Между учениками и преподавателями вышел раздор. К Поленову проявлялась враждебность, а кстати, и к нам: к Левитану, Головину, ко мне и другим пейзажистам. Чудесные картины Поленова — “Московский дворик”, “Бабушкин сад”, “Старая мельница”, “Зима” — обходили молчанием на передвижных выставках. “Гвоздем” выставок был Репин — более понятный ученикам.
Ученики спорили, жанристы говорили: “важно, что писать”, а мы отвечали — “нет, важно как написать”.
Но большинство было на стороне “что написать”: нужны картины “с оттенком гражданской скорби”.
Если изображался священник на заданных эскизах, то обязательно толстый, а дьякон — пьяный.
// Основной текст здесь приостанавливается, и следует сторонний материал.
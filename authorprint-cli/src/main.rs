//! authorprint - authorship attribution from the command line
//!
//! Loads candidate authors and unknown documents from a corpus directory,
//! attributes each unknown document by character n-gram voting, and writes
//! the answers in the PAN `answers.json` format.

mod cli;
mod config;
mod corpus;
mod evaluation;
mod models;
mod reporters;

use anyhow::Result;
use clap::Parser;
use tracing_subscriber::{fmt, prelude::*, EnvFilter};

fn main() -> Result<()> {
    let cli = cli::Cli::parse();

    // RUST_LOG wins over --log-level; logs go to stderr so stdout stays parseable
    let filter = EnvFilter::try_from_default_env()
        .unwrap_or_else(|_| EnvFilter::new(&cli.log_level));
    tracing_subscriber::registry()
        .with(fmt::layer().with_writer(std::io::stderr))
        .with(filter)
        .init();

    cli::run(cli)
}
//! authorprint_core - character n-gram authorship attribution
//!
//! Pipeline, leaf first:
//!
//! 1. [`ngram`] turns text into n-gram frequency vectors and ranks features.
//! 2. [`similarity`] compares projected vectors (minmax or cosine).
//! 3. [`candidates`] prunes authors with too little training text.
//! 4. [`training`] builds the global feature list once per run.
//! 5. [`voting`] attributes each unknown document by randomized voting.
//!
//! ```no_run
//! use authorprint_core::{
//!     AttributionConfig, Attributor, Candidate, CandidatePool, Document, TrainingCorpus,
//! };
//!
//! # fn main() -> Result<(), authorprint_core::AttributionError> {
//! let config = AttributionConfig::default().with_seed(42);
//! let pool = CandidatePool::new(
//!     vec![
//!         Candidate::new("austen", ["..."]),
//!         Candidate::new("bronte", ["..."]),
//!     ],
//!     config.min_train_len,
//! );
//! let corpus = TrainingCorpus::train(&pool, &config)?;
//! let engine = Attributor::new(&pool, &corpus, &config)?;
//! let results = engine.attribute_all(&[Document::new("unknown1", "...")])?;
//! # Ok(())
//! # }
//! ```

pub mod candidates;
pub mod config;
mod errors;
pub mod ngram;
pub mod similarity;
pub mod training;
pub mod voting;

pub use candidates::{Candidate, CandidatePool, DroppedCandidate, Document};
pub use config::AttributionConfig;
pub use errors::{AttributionError, AttributionResult};
pub use ngram::{
    create_vector, select_features, FeatureList, FeatureMap, FeatureSpace, FeatureSubset,
    FeatureVector,
};
pub use similarity::{cosine_similarity, minmax_similarity, text_similarity, Metric};
pub use training::TrainingCorpus;
pub use voting::{Attribution, Attributor, NO_AUTHOR};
Дьякон сидит у окошка и пьет водку. Картина называлась “Не дело”.
Другое полотно: художник, писавший картину зимой, упал и замерз, палитра вывалилась у него из рук. Это полотно написал Яковлев. И назвал “Вот до чего дошло!”. Человек с достатком изображался в непривлекательном виде. Купец почитался мошенником, чиновник взяточником, писатель — умнейшим, а арестант — страдальцем за правду.
Среди молодых художников был Рябушкин, который написал небольшую картину “Чаепитие”. Эта замечательная вещь была полна бытовой прелести и в то же время некой подлинной неумышленной жути, какая и была в России. Написал как художник, не задумываясь о сюжете. Но на нее никто не обратил внимания. А спустя долгое время она поразила всех.
Ученики Училища живописи были юноши без радости. Сюжеты, идеи, поучения отягощали их головы. Прекрасную жизнь в юности не видели. Им хотелось все исправлять, направлять, влиять. И спорить, спорить без конца.
*
Поленов участвовал на экзаменах искусств с равным правом голоса, как и преподаватели-жанристы. Но с этим не могли примириться: пейзаж — несерьезное искусство. Пейзажист не может быть судьей рисунка. Поэтому было изменено положение об окончании курса учеников. Пейзаж не мог быть программной задачей для окончания, и первый пострадал от этого Светославский. За его большой пейзаж-картину ему не дали звание классного художника.
И мы все — Левитан, Светославский, Головин и я — окончили школу со званием неклассных художников.
Поленов мне сказал однажды:
— Трудно и странно, что нет у нас понимания свободного художества...
И Поленов ушел из Училища в отставку.
II
По выходе из Училища живописи, ваяния и зодчества в Москве В. Д. Поленов писал свою большую картину “Христос и грешница” и для собирания материалов для картины еще раз ездил в Палестину.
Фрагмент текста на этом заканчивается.